Pick out the lines below that contain the string "true" and copy them all.

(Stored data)
────
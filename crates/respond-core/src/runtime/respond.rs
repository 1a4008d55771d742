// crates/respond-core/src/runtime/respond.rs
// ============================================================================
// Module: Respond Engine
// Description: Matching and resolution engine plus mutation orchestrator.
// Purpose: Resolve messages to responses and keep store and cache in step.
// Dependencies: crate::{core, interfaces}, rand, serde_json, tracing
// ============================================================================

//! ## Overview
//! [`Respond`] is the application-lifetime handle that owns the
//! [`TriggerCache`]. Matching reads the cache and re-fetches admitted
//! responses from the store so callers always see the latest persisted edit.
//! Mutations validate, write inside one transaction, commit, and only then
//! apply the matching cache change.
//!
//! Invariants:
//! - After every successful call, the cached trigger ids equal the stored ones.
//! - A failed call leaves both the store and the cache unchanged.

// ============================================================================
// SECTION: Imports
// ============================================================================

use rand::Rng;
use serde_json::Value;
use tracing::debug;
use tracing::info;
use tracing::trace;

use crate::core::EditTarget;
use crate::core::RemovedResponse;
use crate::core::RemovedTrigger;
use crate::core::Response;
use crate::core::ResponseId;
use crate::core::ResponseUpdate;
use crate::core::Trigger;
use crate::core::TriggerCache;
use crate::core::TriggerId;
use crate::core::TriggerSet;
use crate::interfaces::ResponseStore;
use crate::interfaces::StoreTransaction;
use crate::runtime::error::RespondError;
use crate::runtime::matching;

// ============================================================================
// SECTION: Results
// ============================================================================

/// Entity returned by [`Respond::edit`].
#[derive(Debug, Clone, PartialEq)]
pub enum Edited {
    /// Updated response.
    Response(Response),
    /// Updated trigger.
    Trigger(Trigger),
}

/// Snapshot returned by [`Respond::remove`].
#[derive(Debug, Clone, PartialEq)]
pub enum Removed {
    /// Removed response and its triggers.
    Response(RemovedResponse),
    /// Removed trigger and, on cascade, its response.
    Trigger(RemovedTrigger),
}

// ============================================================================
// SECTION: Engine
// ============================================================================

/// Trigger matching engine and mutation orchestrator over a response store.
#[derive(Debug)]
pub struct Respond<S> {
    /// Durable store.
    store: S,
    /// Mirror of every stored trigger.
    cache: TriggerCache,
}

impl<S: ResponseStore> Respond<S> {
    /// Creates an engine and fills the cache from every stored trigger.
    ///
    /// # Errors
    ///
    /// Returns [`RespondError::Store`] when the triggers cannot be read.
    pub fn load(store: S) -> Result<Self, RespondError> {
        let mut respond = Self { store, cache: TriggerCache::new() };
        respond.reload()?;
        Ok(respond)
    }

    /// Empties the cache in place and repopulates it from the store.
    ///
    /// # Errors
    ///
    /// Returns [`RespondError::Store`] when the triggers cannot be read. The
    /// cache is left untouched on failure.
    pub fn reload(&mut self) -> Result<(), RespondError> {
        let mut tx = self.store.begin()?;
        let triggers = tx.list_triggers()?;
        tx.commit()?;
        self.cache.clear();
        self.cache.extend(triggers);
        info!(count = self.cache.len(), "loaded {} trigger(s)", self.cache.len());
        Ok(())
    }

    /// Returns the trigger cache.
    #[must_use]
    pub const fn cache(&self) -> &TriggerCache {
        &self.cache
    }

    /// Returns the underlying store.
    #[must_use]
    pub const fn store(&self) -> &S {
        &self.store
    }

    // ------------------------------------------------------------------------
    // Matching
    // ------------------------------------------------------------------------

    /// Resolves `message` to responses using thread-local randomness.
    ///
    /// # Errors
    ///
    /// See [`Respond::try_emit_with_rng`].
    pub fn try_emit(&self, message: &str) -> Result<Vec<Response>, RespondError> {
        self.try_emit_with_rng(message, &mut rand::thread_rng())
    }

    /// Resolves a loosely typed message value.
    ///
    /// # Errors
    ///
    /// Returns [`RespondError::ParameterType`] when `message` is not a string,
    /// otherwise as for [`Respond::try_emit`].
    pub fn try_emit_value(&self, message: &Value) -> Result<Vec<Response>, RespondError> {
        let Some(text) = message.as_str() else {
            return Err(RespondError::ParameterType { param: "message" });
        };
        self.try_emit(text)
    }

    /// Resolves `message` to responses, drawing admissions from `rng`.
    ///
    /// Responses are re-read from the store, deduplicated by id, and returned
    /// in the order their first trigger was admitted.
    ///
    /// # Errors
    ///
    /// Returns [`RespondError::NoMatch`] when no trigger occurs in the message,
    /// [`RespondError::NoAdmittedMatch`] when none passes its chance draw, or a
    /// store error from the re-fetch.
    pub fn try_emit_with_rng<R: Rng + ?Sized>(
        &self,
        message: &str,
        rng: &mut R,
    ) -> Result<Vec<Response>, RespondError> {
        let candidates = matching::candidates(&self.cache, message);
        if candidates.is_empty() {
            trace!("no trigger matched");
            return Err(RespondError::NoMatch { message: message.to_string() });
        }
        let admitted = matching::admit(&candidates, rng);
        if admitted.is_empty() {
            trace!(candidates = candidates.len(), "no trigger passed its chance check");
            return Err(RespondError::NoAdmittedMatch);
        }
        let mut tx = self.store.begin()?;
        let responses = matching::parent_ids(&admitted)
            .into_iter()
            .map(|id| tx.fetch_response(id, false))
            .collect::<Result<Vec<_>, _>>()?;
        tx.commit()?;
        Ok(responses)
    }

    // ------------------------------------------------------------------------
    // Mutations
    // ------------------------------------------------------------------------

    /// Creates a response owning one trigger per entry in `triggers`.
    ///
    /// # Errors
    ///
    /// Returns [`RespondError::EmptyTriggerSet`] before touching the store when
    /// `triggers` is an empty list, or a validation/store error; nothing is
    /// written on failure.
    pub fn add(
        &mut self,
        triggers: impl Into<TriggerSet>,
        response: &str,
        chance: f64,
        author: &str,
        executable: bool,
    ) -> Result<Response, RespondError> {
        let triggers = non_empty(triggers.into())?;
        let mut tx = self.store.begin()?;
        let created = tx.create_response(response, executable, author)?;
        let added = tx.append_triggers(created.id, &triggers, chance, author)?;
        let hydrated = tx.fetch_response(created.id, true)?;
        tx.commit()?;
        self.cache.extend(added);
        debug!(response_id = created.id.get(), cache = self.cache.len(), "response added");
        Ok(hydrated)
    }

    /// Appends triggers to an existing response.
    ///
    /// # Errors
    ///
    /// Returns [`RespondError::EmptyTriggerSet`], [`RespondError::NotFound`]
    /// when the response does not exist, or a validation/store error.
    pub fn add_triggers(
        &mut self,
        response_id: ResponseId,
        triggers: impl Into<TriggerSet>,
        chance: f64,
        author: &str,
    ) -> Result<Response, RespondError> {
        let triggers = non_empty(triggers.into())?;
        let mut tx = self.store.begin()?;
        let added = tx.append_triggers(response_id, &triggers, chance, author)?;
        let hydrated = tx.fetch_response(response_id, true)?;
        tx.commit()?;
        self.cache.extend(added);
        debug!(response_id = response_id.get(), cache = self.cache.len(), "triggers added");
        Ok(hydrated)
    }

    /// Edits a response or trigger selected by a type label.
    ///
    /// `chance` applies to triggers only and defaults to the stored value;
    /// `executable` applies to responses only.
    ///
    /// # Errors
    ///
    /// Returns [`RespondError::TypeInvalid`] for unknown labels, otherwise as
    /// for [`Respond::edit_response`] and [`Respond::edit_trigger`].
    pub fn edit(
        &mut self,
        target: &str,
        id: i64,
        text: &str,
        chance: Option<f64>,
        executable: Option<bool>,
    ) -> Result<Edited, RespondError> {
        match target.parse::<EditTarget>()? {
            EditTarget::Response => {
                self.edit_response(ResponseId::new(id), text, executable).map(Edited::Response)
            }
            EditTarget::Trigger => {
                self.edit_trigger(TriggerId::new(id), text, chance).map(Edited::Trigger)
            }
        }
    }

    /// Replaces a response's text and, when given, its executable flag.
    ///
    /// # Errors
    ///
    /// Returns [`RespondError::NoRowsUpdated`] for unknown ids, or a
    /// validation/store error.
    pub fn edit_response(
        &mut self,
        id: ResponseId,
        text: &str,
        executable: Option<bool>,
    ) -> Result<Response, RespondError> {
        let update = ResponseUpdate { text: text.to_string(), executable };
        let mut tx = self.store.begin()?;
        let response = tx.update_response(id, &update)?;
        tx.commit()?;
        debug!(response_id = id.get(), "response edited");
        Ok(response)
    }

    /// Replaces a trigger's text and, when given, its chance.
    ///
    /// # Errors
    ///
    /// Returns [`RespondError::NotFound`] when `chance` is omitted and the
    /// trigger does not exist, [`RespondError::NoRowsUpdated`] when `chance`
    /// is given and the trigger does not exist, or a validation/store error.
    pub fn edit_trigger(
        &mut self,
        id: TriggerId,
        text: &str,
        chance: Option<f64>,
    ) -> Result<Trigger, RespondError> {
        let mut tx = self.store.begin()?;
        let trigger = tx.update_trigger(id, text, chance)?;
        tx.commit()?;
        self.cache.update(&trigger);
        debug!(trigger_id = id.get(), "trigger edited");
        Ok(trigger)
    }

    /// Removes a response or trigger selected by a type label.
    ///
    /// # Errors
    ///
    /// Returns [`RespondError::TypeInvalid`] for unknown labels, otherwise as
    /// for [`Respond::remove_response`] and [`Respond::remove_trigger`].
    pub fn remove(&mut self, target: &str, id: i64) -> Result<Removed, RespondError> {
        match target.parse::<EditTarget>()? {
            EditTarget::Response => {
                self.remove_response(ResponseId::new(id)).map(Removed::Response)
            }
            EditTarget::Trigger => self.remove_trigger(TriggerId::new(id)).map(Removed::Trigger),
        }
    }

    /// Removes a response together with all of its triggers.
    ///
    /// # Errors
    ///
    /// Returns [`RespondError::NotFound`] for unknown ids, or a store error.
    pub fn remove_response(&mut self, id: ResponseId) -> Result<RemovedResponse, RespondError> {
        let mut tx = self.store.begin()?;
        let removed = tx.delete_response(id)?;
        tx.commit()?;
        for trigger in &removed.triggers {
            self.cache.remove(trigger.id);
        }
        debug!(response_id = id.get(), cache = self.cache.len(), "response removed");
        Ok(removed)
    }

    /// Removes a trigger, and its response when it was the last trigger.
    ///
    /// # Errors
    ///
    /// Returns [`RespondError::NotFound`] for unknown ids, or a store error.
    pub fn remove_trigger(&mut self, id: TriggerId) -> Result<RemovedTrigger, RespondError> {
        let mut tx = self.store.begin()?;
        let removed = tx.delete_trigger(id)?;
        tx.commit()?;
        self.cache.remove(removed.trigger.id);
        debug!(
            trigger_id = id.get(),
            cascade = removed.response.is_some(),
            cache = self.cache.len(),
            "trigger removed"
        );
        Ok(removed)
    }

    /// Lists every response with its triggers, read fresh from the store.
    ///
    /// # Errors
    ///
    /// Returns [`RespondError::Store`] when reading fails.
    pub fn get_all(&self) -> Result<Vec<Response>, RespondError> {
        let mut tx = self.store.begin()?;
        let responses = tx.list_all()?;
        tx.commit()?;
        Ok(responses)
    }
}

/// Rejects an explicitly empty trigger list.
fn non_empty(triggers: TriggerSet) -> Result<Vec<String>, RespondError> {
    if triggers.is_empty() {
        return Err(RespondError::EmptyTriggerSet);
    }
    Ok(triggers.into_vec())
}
────
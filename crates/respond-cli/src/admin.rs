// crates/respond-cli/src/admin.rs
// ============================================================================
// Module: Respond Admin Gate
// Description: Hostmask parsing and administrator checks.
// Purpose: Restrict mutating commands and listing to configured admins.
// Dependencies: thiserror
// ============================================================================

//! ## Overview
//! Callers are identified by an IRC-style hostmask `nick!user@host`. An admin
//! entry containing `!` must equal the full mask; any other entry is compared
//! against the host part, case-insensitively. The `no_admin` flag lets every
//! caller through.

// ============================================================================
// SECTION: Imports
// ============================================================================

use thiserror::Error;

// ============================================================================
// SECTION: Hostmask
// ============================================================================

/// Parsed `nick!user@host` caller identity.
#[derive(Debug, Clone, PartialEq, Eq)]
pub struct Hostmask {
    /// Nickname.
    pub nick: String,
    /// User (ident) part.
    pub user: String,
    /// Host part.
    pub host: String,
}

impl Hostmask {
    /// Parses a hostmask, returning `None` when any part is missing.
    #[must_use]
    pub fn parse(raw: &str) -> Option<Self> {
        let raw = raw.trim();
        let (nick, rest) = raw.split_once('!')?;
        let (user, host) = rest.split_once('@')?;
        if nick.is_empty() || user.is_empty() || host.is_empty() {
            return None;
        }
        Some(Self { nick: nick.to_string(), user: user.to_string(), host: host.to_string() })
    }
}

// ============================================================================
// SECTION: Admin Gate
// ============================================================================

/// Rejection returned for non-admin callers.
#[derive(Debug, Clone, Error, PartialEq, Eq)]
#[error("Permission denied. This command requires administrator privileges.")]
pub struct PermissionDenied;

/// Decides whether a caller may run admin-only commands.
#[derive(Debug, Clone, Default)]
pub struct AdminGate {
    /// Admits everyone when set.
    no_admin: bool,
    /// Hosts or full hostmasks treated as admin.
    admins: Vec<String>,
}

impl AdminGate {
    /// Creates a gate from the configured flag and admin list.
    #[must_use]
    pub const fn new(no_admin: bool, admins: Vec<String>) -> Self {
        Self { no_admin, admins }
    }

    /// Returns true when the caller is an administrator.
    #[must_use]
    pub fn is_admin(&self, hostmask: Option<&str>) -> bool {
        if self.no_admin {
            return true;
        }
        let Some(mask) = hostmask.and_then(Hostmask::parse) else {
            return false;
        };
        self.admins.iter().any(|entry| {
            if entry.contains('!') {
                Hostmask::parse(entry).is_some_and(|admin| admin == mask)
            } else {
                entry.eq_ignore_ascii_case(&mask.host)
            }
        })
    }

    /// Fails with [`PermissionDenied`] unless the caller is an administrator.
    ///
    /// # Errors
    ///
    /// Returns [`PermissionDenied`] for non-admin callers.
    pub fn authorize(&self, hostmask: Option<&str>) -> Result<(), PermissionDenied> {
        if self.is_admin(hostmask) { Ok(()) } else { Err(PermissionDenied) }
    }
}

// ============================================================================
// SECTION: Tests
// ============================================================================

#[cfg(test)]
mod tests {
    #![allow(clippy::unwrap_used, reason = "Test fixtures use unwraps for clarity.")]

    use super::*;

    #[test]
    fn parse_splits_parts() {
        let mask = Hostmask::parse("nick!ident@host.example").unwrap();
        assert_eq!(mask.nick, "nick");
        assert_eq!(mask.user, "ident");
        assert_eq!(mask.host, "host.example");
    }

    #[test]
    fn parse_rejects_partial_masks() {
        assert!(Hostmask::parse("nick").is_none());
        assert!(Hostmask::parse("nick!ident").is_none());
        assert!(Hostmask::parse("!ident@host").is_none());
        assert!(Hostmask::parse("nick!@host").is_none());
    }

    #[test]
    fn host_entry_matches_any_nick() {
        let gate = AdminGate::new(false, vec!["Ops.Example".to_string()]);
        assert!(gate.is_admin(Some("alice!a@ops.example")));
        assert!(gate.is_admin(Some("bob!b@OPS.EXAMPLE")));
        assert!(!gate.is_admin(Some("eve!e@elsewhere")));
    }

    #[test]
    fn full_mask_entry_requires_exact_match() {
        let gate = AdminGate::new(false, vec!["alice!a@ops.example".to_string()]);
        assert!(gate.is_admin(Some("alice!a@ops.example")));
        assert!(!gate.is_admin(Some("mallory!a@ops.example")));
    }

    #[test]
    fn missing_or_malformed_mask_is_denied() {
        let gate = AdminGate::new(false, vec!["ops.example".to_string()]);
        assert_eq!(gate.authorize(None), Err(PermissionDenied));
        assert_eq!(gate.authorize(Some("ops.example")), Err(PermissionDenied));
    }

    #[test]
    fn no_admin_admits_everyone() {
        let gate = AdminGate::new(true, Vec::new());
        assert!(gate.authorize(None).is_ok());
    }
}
────
**Solution below**.
        let hydrated = tx.fetch_response(created.id, true)?;
        let hydrated = tx.fetch_response(response_id, true)?;
    /// Returns true when the caller is an administrator.
            return true;
        let gate = AdminGate::new(true, Vec::new());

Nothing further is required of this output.